As a physician, I assume the medications I prescribe and administer are safe. However, the recent fungal meningitis outbreak has made me, my fellow physicians, hospitals, legislatures and the public concerned. The Centers for Disease Control and Prevention have reported a total of 39 deaths and 656 cases due to contaminated vials of steroids that were manufactured by the New England Compounding Center. There were 46 reported cases in the state of New Jersey. Approximately 17,500 vials that potentially harbored Exserohilum rostratum were shipped by the NECC to 76 health care facilities in 24 states. Although extremely tragic (and unnecessary), we were fortunate that these numbers were not significantly higher.
Compounding pharmacies have served a special and important patient service during drug shortages and for patient-specific needs. "Traditional" compounding pharmacies provide medications for an individual patient in response to a practitioner's prescription. The pharmacist combines, mixes or alters various drug ingredients in order accommodate a patient allergy, need for a liquid form, or flavoring.
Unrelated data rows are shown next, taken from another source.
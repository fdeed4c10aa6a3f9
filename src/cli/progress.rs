//! Multi-progress display for a scrape run: one summary bar plus one
//! spinner line per worker.

use std::time::Duration;

use indicatif::{MultiProgress, ProgressBar, ProgressStyle};

use rorscrape::scheduler::ProgressSnapshot;

pub struct ScrapeProgress {
    multi: MultiProgress,
    summary_bar: ProgressBar,
    workers: Vec<ProgressBar>,
}

fn idle_style() -> ProgressStyle {
    ProgressStyle::default_spinner()
        .template("  {spinner:.dim} {wide_msg}")
        .unwrap()
}

impl ScrapeProgress {
    pub fn new(num_workers: usize, total: usize) -> Self {
        let multi = MultiProgress::new();

        let summary_bar = multi.add(ProgressBar::new(total as u64));
        summary_bar.set_style(
            ProgressStyle::default_bar()
                .template("{spinner:.green} {msg} [{bar:30.cyan/blue}] {pos}/{len}")
                .unwrap()
                .progress_chars("█▓░"),
        );
        summary_bar.set_message("Scraping");

        let workers = (0..num_workers)
            .map(|_| {
                let bar = multi.add(ProgressBar::new_spinner());
                bar.set_style(idle_style());
                bar.set_message("idle");
                bar
            })
            .collect();

        Self {
            multi,
            summary_bar,
            workers,
        }
    }

    pub fn start_task(&self, worker_id: usize, label: &str) {
        if let Some(bar) = self.workers.get(worker_id) {
            bar.set_style(
                ProgressStyle::default_spinner()
                    .template("  {spinner:.cyan} {wide_msg} {elapsed:.dim}")
                    .unwrap(),
            );
            bar.reset_elapsed();
            bar.set_message(truncate(label, 40));
            bar.enable_steady_tick(Duration::from_millis(100));
        }
    }

    pub fn finish_task(&self, worker_id: usize) {
        if let Some(bar) = self.workers.get(worker_id) {
            bar.disable_steady_tick();
            bar.set_style(idle_style());
            bar.set_message("idle");
        }
    }

    pub fn worker_exited(&self, worker_id: usize) {
        if let Some(bar) = self.workers.get(worker_id) {
            bar.finish_and_clear();
        }
    }

    /// Move the summary bar to `snapshot`.
    pub fn update(&self, snapshot: &ProgressSnapshot) {
        self.summary_bar.set_length(snapshot.total as u64);
        self.summary_bar.set_position(snapshot.completed as u64);
        self.summary_bar.set_message(summary_message(snapshot));
    }

    pub fn println(&self, message: &str) {
        let _ = self.multi.println(message);
    }

    pub fn finish(&self) {
        for bar in &self.workers {
            bar.finish_and_clear();
        }
        self.summary_bar.finish_and_clear();
    }
}

/// `ok 3 | no data 1 | failed 0 | 2.5/min | ETA 4m10s` style summary.
pub fn summary_message(snapshot: &ProgressSnapshot) -> String {
    let mut message = format!(
        "ok {} | no data {} | failed {}",
        snapshot.succeeded, snapshot.no_data, snapshot.failed
    );
    if snapshot.per_minute > 0.0 {
        message.push_str(&format!(" | {:.1}/min", snapshot.per_minute));
    }
    if let Some(eta) = snapshot.eta.filter(|eta| !eta.is_zero()) {
        message.push_str(&format!(" | ETA {}", format_duration(eta)));
    }
    message
}

/// `1h05m`, `4m10s`, `12s`.
pub fn format_duration(duration: Duration) -> String {
    let secs = duration.as_secs();
    let (h, m, s) = (secs / 3600, (secs % 3600) / 60, secs % 60);
    if h > 0 {
        format!("{}h{:02}m", h, m)
    } else if m > 0 {
        format!("{}m{:02}s", m, s)
    } else {
        format!("{}s", s)
    }
}

fn truncate(text: &str, max_chars: usize) -> String {
    if text.chars().count() <= max_chars {
        return text.to_string();
    }
    let kept: String = text.chars().take(max_chars.saturating_sub(3)).collect();
    format!("{}...", kept)
}
use crate::runner::state::{RunOutcome, Verdict, VisibilityFlags};
use chrono::{DateTime, Utc};
use serde::{Deserialize, Serialize};
use std::path::PathBuf;

/// Machine-readable summary of one run
#[derive(Debug, Clone, Serialize, Deserialize)]
#[serde(rename_all = "camelCase")]
pub struct RunReport {
    pub login_url: String,
    pub started_at: DateTime<Utc>,
    pub finished_at: DateTime<Utc>,
    pub navigated: bool,
    #[serde(skip_serializing_if = "Option::is_none")]
    pub navigation_error: Option<String>,
    #[serde(skip_serializing_if = "Option::is_none")]
    pub dashboard_url: Option<String>,
    #[serde(skip_serializing_if = "Option::is_none")]
    pub flags: Option<VisibilityFlags>,
    #[serde(skip_serializing_if = "Option::is_none")]
    pub verdict: Option<Verdict>,
    #[serde(skip_serializing_if = "Option::is_none")]
    pub message: Option<String>,
    pub passed: bool,
    #[serde(skip_serializing_if = "Option::is_none")]
    pub screenshot_path: Option<PathBuf>,
}

impl RunReport {
    pub fn new(login_url: &str, started_at: DateTime<Utc>, outcome: &RunOutcome) -> Self {
        let mut report = Self {
            login_url: login_url.to_string(),
            started_at,
            finished_at: Utc::now(),
            navigated: false,
            navigation_error: None,
            dashboard_url: None,
            flags: None,
            verdict: None,
            message: None,
            passed: false,
            screenshot_path: None,
        };

        match outcome {
            RunOutcome::NavigationFailed { error } => {
                report.navigation_error = Some(error.clone());
            }
            RunOutcome::Completed(check) => {
                report.navigated = true;
                report.dashboard_url = Some(check.dashboard_url.clone());
                report.flags = Some(check.flags);
                report.verdict = Some(check.verdict);
                report.message = Some(check.verdict.message().to_string());
                report.passed = check.verdict.is_pass();
                report.screenshot_path = Some(check.screenshot_path.clone());
            }
        }

        report
    }
}
pub mod common;
pub mod traits;
pub mod web;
Some pharmacies, however, have metamorphosed into manufacturing drugs. They function as miniature drug companies and no longer specifically formulate a medication to a specific patient's need. Doctors and hospitals have turned to these "manufacturing" or "non-traditional" pharmacies because of drug shortages or lower prices compared to major manufacturers.
In 2012, a study showed that 98 percent of anesthesiologists experienced drug shortages in the past year. When a particular drug is not available, we have one of three options: Stop providing anesthesia services, utilize alternative medications that may have dangerous side effects, or attain medications from compounding pharmacies. The last option is the most logical.
However, after the fungal meningitis outbreak, a glaring light has been shined on compounding pharmacies and revealed that they fall into a regulatory and legal loophole. Trade associations that represent the sector have sidetracked attempts at regulation on the federal level. As it currently stands, regulation of compounding pharmacies fall under state boards of pharmacy. Although some state boards have strong requirements for compliance with quality standards, they can vary considerably.
New Jersey has become the first state to take a positive step toward enhancing patient safety by requiring oversight of traditional compounding pharmacies. Sen. Jeff Van Drew, D-Cape May, Cumberland, Atlantic, recently introduced the "Compounding Pharmacy Quality Assurance Act (S2365)," which would require all traditional compounding pharmacies in the state of New Jersey to receive accreditation from the Pharmacy Compounding Accreditation Board, or PCAB.
Even as a physician, I was not aware of the PCAB accreditation until the fungal meningitis outbreak.
PCAB accreditation is currently the "gold standard" to ensure that a compounding pharmacy meets nationally accepted quality-assurance, quality-control and quality-improvement standards.
It serves as a form of external validation. The process involves a review of facilities, equipment, records and procedures required to prepare quality compounded medications, and the program for testing compounded preparations.
It also involves verification that the pharmacy uses ingredients from sources registered with and/or licensed by the Food and Drug Administration, is not on probation for issues related to compounding quality, public safety or controlled substances, and is properly licensed in each state it does business in.
Additionally, the bill would require that any traditional compounding pharmacy in another state be PCAB accredited in order to provide medications to residents of New Jersey. Nontraditional or manufacturing pharmacies are not included in the bill because the FDA is requesting Congress to grant it powers to regulate them.
The American Medical Association has called on state pharmacy boards to require all compounding pharmacies to be accredited by the PCAB. However, until Van Drew's bill, no state legislature has attempted to enforce this.
Physicians, patients and hospitals should be able to expect and demand the drugs they prescribe or receive are sterile, stored appropriately, not expired and appropriately labeled. This bill would enhance the safety of residents in New Jersey without increasing the size of government or government spending. It is just plain common sense.
Dr. Nina Radcliff, of Galloway Township, is a member of the American Society of Anesthesiologists.